----- DATA SECTION

impl Config {
    /// Create an empty session; no interpreter is running until
    /// [`Config::open`].
    pub fn new() -> Self {
        Self::default()
    }

    /// Open a configuration file and return the running session.
    pub fn from_file(path: impl Into<PathBuf>) -> Result<Self> {
        let mut config = Self::new();
        config.open(path)?;
        Ok(config)
    }

    // ── Lifecycle ─────────────────────────────────────────────────────────

    /// Open a configuration file.
    ///
    /// Any previously open interpreter is released and the prefix cleared;
    /// a fresh interpreter is created with the standard library, `ops_in`
    /// is predefined, then the file is evaluated.  On failure the session
    /// is left with no interpreter.
    pub fn open(&mut self, path: impl Into<PathBuf>) -> Result<()> {
        self.close();
        self.file_path = path.into();

        let lua = Lua::new();
        if let Err(e) = lua.load(OPS_IN).exec() {
            return fail(Error::load("open", &self.file_path, e));
        }
        if let Err(e) = lua.load(self.file_path.as_path()).exec() {
            return fail(Error::load("open", &self.file_path, e));
        }
        self.lua = Some(lua);
        Ok(())
    }

    /// Re-open the current configuration file from scratch.
    pub fn reload(&mut self) -> Result<()> {
        let path = self.file_path.clone();
        self.open(path)
    }

    /// Release the interpreter and clear the prefix.  Idempotent; the
    /// read-back registry survives.
    pub fn close(&mut self) {
        self.prefix.clear();
        self.lua = None;
    }

    /// Evaluate an additional source file in the current interpreter,
    /// merging its definitions into the environment.
    pub fn do_file(&mut self, path: impl AsRef<Path>) -> Result<()> {
        let Some(lua) = self.lua.as_ref() else {
            return fail(Error::no_state("do_file"));
        };
        if let Err(e) = lua.load(path.as_ref()).exec() {
            return fail(Error::load("do_file", path.as_ref(), e));
        }
        Ok(())
    }

    /// Evaluate a source snippet in the current interpreter.
    pub fn do_string(&mut self, chunk: &str) -> Result<()> {
        let Some(lua) = self.lua.as_ref() else {
            return fail(Error::no_state("do_string"));
        };
        if let Err(e) = lua.load(chunk).exec() {
            return fail(Error::load("do_string", &self.file_path, e));
        }
        Ok(())
    }

    // ── Typed reads ───────────────────────────────────────────────────────

    /// Read the entry `prefix + name` as `T`.
    ///
    /// Numeric entries also read successfully as `String` (the
    /// interpreter's own string coercion); integer reads are strict and
    /// reject fractional numbers.
    pub fn get<T: ConfigValue>(&mut self, name: &str) -> Result<T> {
        self.get_value("get", name, "", None)
    }

    /// Read the entry and check `constraint` — a Lua Boolean expression
    /// over the free variable `v` — against its value.  For sequences the
    /// constraint must hold on every element.
    pub fn get_checked<T: ConfigValue>(&mut self, name: &str, constraint: &str) -> Result<T> {
        self.get_value("get", name, constraint, None)
    }

    /// Like [`Config::get_checked`], but an absent entry yields
    /// `default_value` instead of an error.  The default is recorded in the
    /// read-back registry and is *not* checked against the constraint.
    pub fn get_or<T: ConfigValue>(
        &mut self,
        name: &str,
        constraint: &str,
        default_value: T,
    ) -> Result<T> {
        self.get_value("get", name, constraint, Some(default_value))
    }

    /// Read the entry into a host-provided location.
    pub fn set<T: ConfigValue>(&mut self, name: &str, out: &mut T) -> Result<()> {
        *out = self.get_value("set", name, "", None)?;
        Ok(())
    }

    /// Read with a constraint into a host-provided location.
    pub fn set_checked<T: ConfigValue>(
        &mut self,
        name: &str,
        constraint: &str,
        out: &mut T,
    ) -> Result<()> {
        *out = self.get_value("set", name, constraint, None)?;
        Ok(())
    }

    /// Read with a constraint and a default into a host-provided location.
    pub fn set_or<T: ConfigValue>(
        &mut self,
        name: &str,
        constraint: &str,
        default_value: T,
        out: &mut T,
    ) -> Result<()> {
        *out = self.get_value("set", name, constraint, Some(default_value))?;
        Ok(())
    }

    fn get_value<T: ConfigValue>(
        &mut self,
        op: &'static str,
        name: &str,
        constraint: &str,
        default_value: Option<T>,
    ) -> Result<T> {
        let full = self.full_name(name);
        let Some(lua) = self.lua.as_ref() else {
            return fail(Error::no_state(op));
        };
        let slot = navigate(lua, &full);
        if slot.is_nil() {
            return match default_value {
                Some(default) => {
                    T::record(&mut self.registry, full, default.clone());
                    Ok(default)
                }
                None => fail(Error::not_found(op, self.entry(&full))),
            };
        }
        let converted = T::read_checked(self, op, &slot, &full, constraint)?;
        T::record(&mut self.registry, full, converted.clone());
        Ok(converted)
    }

    // ── Kind tests ────────────────────────────────────────────────────────

    /// Whether the entry exists.  Never raises.
    pub fn exists(&self, name: &str) -> bool {
        match self.lua.as_ref() {
            Some(lua) => !navigate(lua, &self.full_name(name)).is_nil(),
            None => false,
        }
    }

    /// Whether the entry exists and converts to `T`.  Never raises.
    pub fn is<T: ConfigValue>(&self, name: &str) -> bool {
        let Some(lua) = self.lua.as_ref() else {
            return false;
        };
        let slot = navigate(lua, &self.full_name(name));
        !slot.is_nil() && T::matches(&slot)
    }

    /// Whether the entry exists and is a function.  Never raises.
    pub fn is_function(&self, name: &str) -> bool {
        self.kind_is(name, |slot| matches!(slot, LuaValue::Function(_)))
    }

    /// Whether the entry exists and is a table.  Never raises.
    pub fn is_table(&self, name: &str) -> bool {
        self.kind_is(name, |slot| matches!(slot, LuaValue::Table(_)))
    }

    fn kind_is(&self, name: &str, predicate: impl FnOnce(&LuaValue) -> bool) -> bool {
        match self.lua.as_ref() {
            Some(lua) => predicate(&navigate(lua, &self.full_name(name))),
            None => false,
        }
    }

    // ── Entry listing ─────────────────────────────────────────────────────

    /// The keys of the table entry `prefix + name`, stringified and sorted
    /// in ascending lexicographic byte order (so numbers come first).  An
    /// empty name lists the global bindings.
    pub fn get_entry_list(&self, name: &str) -> Result<Vec<String>> {
        let op = "get_entry_list";
        let full = self.full_name(name);
        let Some(lua) = self.lua.as_ref() else {
            return fail(Error::no_state(op));
        };
        let slot = navigate(lua, &full);
        if slot.is_nil() {
            return fail(Error::not_found(op, self.entry(&full)));
        }
        let LuaValue::Table(table) = slot else {
            return fail(Error::mismatch(op, self.entry(&full), "a table"));
        };

        let mut keys = Vec::new();
        for pair in table.pairs::<LuaValue, LuaValue>() {
            let Ok((key, _)) = pair else {
                return fail(Error::mismatch(op, self.entry(&full), "a table"));
            };
            let Some(key) = value::coerce_key(&key) else {
                return fail(Error::mismatch(
                    op,
                    self.entry(&full),
                    "a table with string or numeric keys",
                ));
            };
            keys.push(key);
        }
        keys.sort();
        Ok(keys)
    }

    // ── Constraints ───────────────────────────────────────────────────────

    /// Evaluate `constraint` against the entry `prefix + name`.  An empty
    /// constraint is always true.
    pub fn check_constraint(&self, name: &str, constraint: &str) -> Result<bool> {
        let full = self.full_name(name);
        self.run_constraint("check_constraint", &full, &full, constraint)
    }

    /// Evaluate `constraint` against a host-supplied Lua value literal.
    pub fn check_constraint_on_value(&self, literal: &str, constraint: &str) -> Result<bool> {
        self.run_constraint("check_constraint_on_value", literal, literal, constraint)
    }

    /// Compile and run the constraint program: binds
    /// `ops_check_constraint(v)` with body `return constraint`, applies it
    /// to `expr` and reads back `ops_result`, which must be a Boolean.
    ///
    /// `display` is the entry name (or literal) used in diagnostics.
    pub(crate) fn run_constraint(
        &self,
        op: &'static str,
        display: &str,
        expr: &str,
        constraint: &str,
    ) -> Result<bool> {
        if constraint.is_empty() {
            return Ok(true);
        }
        let Some(lua) = self.lua.as_ref() else {
            return fail(Error::no_state(op));
        };
        let program = format!(
            "function ops_check_constraint(v)\nreturn {constraint}\nend\n\
             ops_result = ops_check_constraint({expr})"
        );
        if let Err(e) = lua.load(&program).exec() {
            return fail(Error::eval(op, self.entry(display), constraint, e.to_string()));
        }
        match lua.globals().get::<LuaValue>("ops_result") {
            Ok(LuaValue::Boolean(result)) => Ok(result),
            _ => fail(Error::eval(
                op,
                self.entry(display),
                constraint,
                "the constraint did not return a Boolean".to_owned(),
            )),
        }
    }

    // ── Function calls ────────────────────────────────────────────────────

    /// Call the user-defined function `prefix + name` with the given
    /// arguments and convert its first result back to the same kind.
    pub fn apply<T: ConfigScalar>(&self, name: &str, args: &[T]) -> Result<T> {
        self.call_scalar("apply", name, |lua| {
            args.iter().map(|a| a.clone().into_lua(lua)).collect()
        })
    }

    /// Call the function once per input element and collect the outputs.
    pub fn apply_elementwise<A: ConfigScalar, R: ConfigScalar>(
        &self,
        name: &str,
        inputs: &[A],
    ) -> Result<Vec<R>> {
        inputs
            .iter()
            .map(|input| {
                self.call_scalar("apply_elementwise", name, |lua| {
                    Ok(vec![input.clone().into_lua(lua)?])
                })
            })
            .collect()
    }

    fn call_scalar<R: ConfigScalar>(
        &self,
        op: &'static str,
        name: &str,
        build_args: impl FnOnce(&Lua) -> LuaResult<Vec<LuaValue>>,
    ) -> Result<R> {
        let full = self.full_name(name);
        let path = self.file_path.display().to_string();
        let Some(lua) = self.lua.as_ref() else {
            return fail(Error::no_state(op));
        };
        let LuaValue::Function(function) = navigate(lua, &full) else {
            return fail(Error::function(op, full, path, "is not a function".to_owned()));
        };
        let args = match build_args(lua) {
            Ok(args) => args,
            Err(e) => {
                return fail(Error::function(
                    op,
                    full,
                    path,
                    format!("argument conversion failed: {e}"),
                ));
            }
        };
        let args: LuaMultiValue = args.into();
        let result = match function.call::<LuaValue>(args) {
            Ok(result) => result,
            Err(e) => return fail(Error::function(op, full, path, e.to_string())),
        };
        match R::from_lua_value(&result) {
            Some(converted) => Ok(converted),
            None => fail(Error::function(
                op,
                full,
                path,
                format!("did not return {}", <R as ConfigScalar>::KIND),
            )),
        }
    }

    // ── Prefix and identity ───────────────────────────────────────────────

    /// The current name prefix.
    pub fn prefix(&self) -> &str {
        &self.prefix
    }

    /// Set the prefix prepended to every entry name, e.g. `"name."`.
    /// Leading dots are stripped so the prefix never begins with a
    /// separator.
    pub fn set_prefix(&mut self, prefix: &str) {
        self.prefix = prefix.trim_start_matches('.').to_owned();
    }

    /// Clear the prefix.
    pub fn clear_prefix(&mut self) {
        self.prefix.clear();
    }

    /// The path of the configuration file, possibly empty.
    pub fn file_path(&self) -> &Path {
        &self.file_path
    }

    /// The raw interpreter, if the session is open.
    ///
    /// Escape hatch: mutating the interpreter out-of-band invalidates the
    /// read-back registry's round-trip guarantee.
    pub fn state(&self) -> Option<&Lua> {
        self.lua.as_ref()
    }

    // ── Read-back ─────────────────────────────────────────────────────────

    /// The read-back registry of every entry successfully read so far.
    pub fn registry(&self) -> &ReadRegistry {
        &self.registry
    }

    /// Names of all recorded entries, sorted.
    pub fn read_entry_list(&self) -> Vec<String> {
        self.registry.entry_names()
    }

    /// Re-synthesise the per-entry reconstruction snippets from the
    /// registry.
    pub fn update_lua_definition(&mut self) {
        self.definition = self.registry.definitions();
    }

    /// A Lua document that reconstructs every recorded entry.
    pub fn lua_definition(&mut self) -> String {
        self.update_lua_definition();
        self.registry.document()
    }

    /// The reconstruction snippet of a single recorded entry.
    pub fn lua_definition_of(&mut self, name: &str) -> Result<String> {
        self.update_lua_definition();
        match self.definition.get(name) {
            Some(snippet) => Ok(snippet.clone()),
            None => fail(Error::not_found("lua_definition", self.entry(name))),
        }
    }

    /// Write the full reconstruction document to a file.
    pub fn write_lua_definition(&mut self, path: impl AsRef<Path>) -> Result<()> {
        let document = self.lua_definition();
        if let Err(e) = std::fs::write(path.as_ref(), document) {
            return fail(Error::io("write_lua_definition", path.as_ref(), e));
        }
        Ok(())
    }

    // ── Internal ──────────────────────────────────────────────────────────

    fn full_name(&self, name: &str) -> String {
        format!("{}{}", self.prefix, name)
    }

    pub(crate) fn entry(&self, name: &str) -> EntryRef {
        EntryRef {
            name: name.to_owned(),
            path: self.file_path.display().to_string(),
        }
    }
}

----------

» **GOAL OF THE EXERCISE**:
Gather every line from the entries above where the word "first" appears, and copy them.

» **RESPONSE BELOW**:
    /// in ascending lexicographic byte order (so numbers come first).  An
    /// arguments and convert its first result back to the same kind.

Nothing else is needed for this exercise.